Myriad, incidentally, licensed some of the technology itself, from the University of Utah.
"When pharmaceutical companies discover a new drug or new medicine, they are entitled to patent protection for the life of the patent and we feel we're entitled to that as well and that we're well within our rights," Myriad spokesman Ron Rogers said.
As for people in the life sciences industry urging Myriad to abandon its legal case and not risk setting a bad precedent for the industry, Rogers dismissed the suggestion.
"That's water under the bridge," Rogers said.
Meyers said the question as posed gives people fear that that someone else could own their genes.....or liver....or kidney....or whole body.
"There is no Frankenstein factor," Meyer said, hoping to dispel that idea.
But when it comes to Supreme Court precedent, Meyer has a fear and it's called Mayo Collaborative Servs. v. Prometheus Labs., Inc., 10-1150.
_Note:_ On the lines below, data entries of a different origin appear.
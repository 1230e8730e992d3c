//! §4.2.2 Shortest-Path-First: a Dijkstra-like, multipath-aware single-source
//! traversal with a pluggable edge-selection policy.

use crate::consts::TOLERANCE;
use crate::error::{AlgoError, AlgoResult};
use crate::path::bundle::PathBundle;
use crate::path::select::EdgeSelection;
use indexmap::{IndexMap, IndexSet};
use netgraph_core::{Sequence, WorkingGraph};
use std::cmp::Ordering;
use std::collections::BinaryHeap;

/// The shortest-path tree rooted at `src`: minimal cost to every reached node, and
/// for each node the set of predecessors that achieve that minimal cost.
#[derive(Debug, Clone)]
pub struct SpfTree {
    pub src: String,
    pub costs: IndexMap<String, f64>,
    pub preds: IndexMap<String, IndexMap<String, Vec<String>>>,
}

impl SpfTree {
    /// Extracts the `src -> dst` [`PathBundle`] (the subset of `preds` reachable
    /// backward from `dst`), or `None` if `dst` was never reached.
    pub fn bundle_to(&self, dst: &str) -> Option<PathBundle> {
        let cost = *self.costs.get(dst)?;
        if dst == self.src {
            return Some(PathBundle {
                src: self.src.clone(),
                dst: dst.to_string(),
                cost,
                preds: IndexMap::new(),
            });
        }
        let mut preds = IndexMap::new();
        let mut stack = vec![dst.to_string()];
        let mut seen = IndexSet::new();
        seen.insert(dst.to_string());
        while let Some(node) = stack.pop() {
            if node == self.src {
                continue;
            }
            let Some(node_preds) = self.preds.get(&node) else {
                continue;
            };
            preds.insert(node.clone(), node_preds.clone());
            for pred in node_preds.keys() {
                if seen.insert(pred.clone()) {
                    stack.push(pred.clone());
                }
            }
        }
        Some(PathBundle {
            src: self.src.clone(),
            dst: dst.to_string(),
            cost,
            preds,
        })
    }
}

#[derive(Clone, Debug)]
struct HeapEntry {
    cost: f64,
    seq: u64,
    node: String,
}

impl PartialEq for HeapEntry {
    fn eq(&self, other: &Self) -> bool {
        self.cost == other.cost && self.seq == other.seq
    }
}
impl Eq for HeapEntry {}

impl PartialOrd for HeapEntry {
    fn partial_cmp(&self, other: &Self) -> Option<Ordering> {
        Some(self.cmp(other))
    }
}

impl Ord for HeapEntry {
    /// Inverted so [`BinaryHeap`] (a max-heap) pops the smallest cost first, ties
    /// broken by the smaller sequence number (earlier push wins).
    fn cmp(&self, other: &Self) -> Ordering {
        other
            .cost
            .partial_cmp(&self.cost)
            .unwrap_or(Ordering::Equal)
            .then_with(|| other.seq.cmp(&self.seq))
    }
}

/// Runs SPF from `src`. `dst`, when given, stops expansion *from* the destination
/// node but keeps draining the heap while the next candidate's cost equals
/// `costs[dst]`, so every equal-cost predecessor of `dst` is still settled.
pub fn spf(
    graph: &WorkingGraph,
    src: &str,
    dst: Option<&str>,
    selection: &EdgeSelection,
    multipath: bool,
    excluded_nodes: &IndexSet<String>,
    excluded_edges: &IndexSet<String>,
) -> AlgoResult<SpfTree> {
    if !graph.has_node(src) {
        return Err(AlgoError::UnknownSource(src.to_string()));
    }

    let mut costs: IndexMap<String, f64> = IndexMap::new();
    let mut preds: IndexMap<String, IndexMap<String, Vec<String>>> = IndexMap::new();
    let mut settled: IndexSet<String> = IndexSet::new();
    let seq = Sequence::new();
    let mut heap = BinaryHeap::new();
    let mut dst_cost: Option<f64> = None;

    costs.insert(src.to_string(), 0.0);
    heap.push(HeapEntry {
        cost: 0.0,
        seq: seq.next(),
        node: src.to_string(),
    });

    while let Some(HeapEntry { cost, node, .. }) = heap.pop() {
        if let Some(dc) = dst_cost {
            if cost > dc + TOLERANCE {
                break;
            }
        }
        if settled.contains(&node) {
            continue;
        }
        if let Some(&best) = costs.get(&node) {
            if cost > best + TOLERANCE {
                continue; // stale heap entry superseded by a later relaxation
            }
        }
        settled.insert(node.clone());

        if Some(node.as_str()) == dst {
            if dst_cost.is_none() {
                dst_cost = Some(cost);
            }
            continue;
        }

        if excluded_nodes.contains(&node) {
            continue;
        }

        let mut targets: IndexMap<String, ()> = IndexMap::new();
        for (key, target, _) in graph.out_edges(&node)? {
            if excluded_edges.contains(&key) || excluded_nodes.contains(&target) {
                continue;
            }
            targets.insert(target, ());
        }

        for target in targets.keys() {
            let Some((edge_cost, selected_edges)) = selection.select(graph, &node, target, excluded_edges) else {
                continue;
            };
            let new_cost = cost + edge_cost;
            match costs.get(target).copied() {
                None => {
                    costs.insert(target.clone(), new_cost);
                    let mut p = IndexMap::new();
                    p.insert(node.clone(), selected_edges);
                    preds.insert(target.clone(), p);
                    heap.push(HeapEntry {
                        cost: new_cost,
                        seq: seq.next(),
                        node: target.clone(),
                    });
                }
                Some(existing) if new_cost < existing - TOLERANCE => {
                    costs.insert(target.clone(), new_cost);
                    let mut p = IndexMap::new();
                    p.insert(node.clone(), selected_edges);
                    preds.insert(target.clone(), p);
                    heap.push(HeapEntry {
                        cost: new_cost,
                        seq: seq.next(),
                        node: target.clone(),
                    });
                }
                Some(existing) if multipath && (new_cost - existing).abs() <= TOLERANCE => {
                    preds.entry(target.clone()).or_default().insert(node.clone(), selected_edges);
                }
                _ => {}
            }
        }
    }

    Ok(SpfTree {
        src: src.to_string(),
        costs,
        preds,
    })
}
The Myriad case is at the Supreme Court for the second time. In March, 2012, the Supreme Court vacated a decision in favor of Myriad by the U.S. Court of Appeals for the Federal Circuit, sending the case back to the appeals court to reconsider in light of the Supreme Court's decision a week earlier in Mayo.
The Mayo case was similar in that Prometheus Labs was a diagnostic company that claimed the Mayo Clinic was infringing on its patent for diagnosing a situation.
Prometheus lost badly. As badly as possible, 9-0.
Justice Stephen Breyer wrote the opinion for the unanimous court and a link to the opinion is here.
Breyer wrote of the long-standing Supreme Court precedent that "laws of nature, natural phenomena, and abstract ideas" are not patentable subject matter. And he turned back Prometheus' claim - later adopted by Myriad - that to not support Prometheus' patent claim would hinder researchers because they would not think it worthwhile to do work if they couldn't patent the work.
"Upholding the patents," Breyer wrote, "would risk disproportionately tying up the use of the underlying natural laws, inhibiting their use in the making of further discoveries."